On conçoit donc que la nécessité de la période réparatrice sera d’autant moindre que la dépense énergétique de la période de travail aura, elle-même, été plus faible. C’est là précisément la condition du nerf. Nous avons eu déjà l’occasion de dire, à propos de son rôle excitateur, qu’il ne cédait aucune énergie aux organes qu’il provoque à l’action.

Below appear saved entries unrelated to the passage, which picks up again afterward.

impl fmt::Display for EndReason {
    fn fmt(&self, f: &mut fmt::Formatter<'_>) -> fmt::Result {
        match self {
            EndReason::LocalHangup => f.write_str("hung up"),
            EndReason::RemoteHangup => f.write_str("remote hung up"),
            EndReason::Declined => f.write_str("declined"),
            EndReason::Rejected(Some(reason)) => write!(f, "rejected: {}", reason),
            EndReason::Rejected(None) => f.write_str("rejected"),
            EndReason::NoAnswer => f.write_str("no answer"),
            EndReason::PeerUnreachable => f.write_str("peer unreachable"),
            EndReason::IceFailed => f.write_str("connectivity failed"),
            EndReason::NoLocalMedia => f.write_str("no local media"),
            EndReason::RemoteFailed(reason) => write!(f, "remote failed: {}", reason),
            EndReason::Transport(reason) => write!(f, "signaling failed: {}", reason),
            EndReason::Negotiation(reason) => write!(f, "negotiation failed: {}", reason),
        }
    }
}

/// Snapshot of the controller, published on every change.
#[derive(Debug, Clone, Default)]
pub struct CallView {
    pub call: Option<Call>,
    pub direction: Option<Direction>,
    pub remote_user: Option<UserId>,
    pub local_stream: MediaStream,
    pub remote_stream: MediaStream,
    /// Our own screen capture while sharing.
    pub screen_stream: Option<MediaStream>,
    /// The remote side's screen share, empty unless they announced one.
    pub remote_screen_stream: MediaStream,
    pub video_enabled: bool,
    pub audio_enabled: bool,
    pub end_reason: Option<EndReason>,
}

impl CallView {
    pub fn status(&self) -> Option<CallStatus> {
        self.call.as_ref().map(|c| c.status)
    }

    pub fn call_id(&self) -> Option<CallId> {
        self.call.as_ref().map(|c| c.id)
    }

    pub fn is_sharing_screen(&self) -> bool {
        self.screen_stream.is_some()
    }
}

Il ne dépense rien pour les autres, et à peu près rien pour lui-même, ou du moins peu de chose. Il devient donc vraisemblable a priori, qu’un tel organe, de petite dépense énergétique, ne se fatiguera que difficilement, qu’il pourra agir longtemps sans faiblir et fournir un travail soutenu. Mais, d’autre part, cette supposition est contraire à une sorte de préjugé irréfléchi et anthropomorphique, tiré d’une assimilation vague et inconsciente d’un organe aussi délicat que le nerf à un être frêle et maladif, préjugé qui fait supposer que le nerf est incapable de longs efforts.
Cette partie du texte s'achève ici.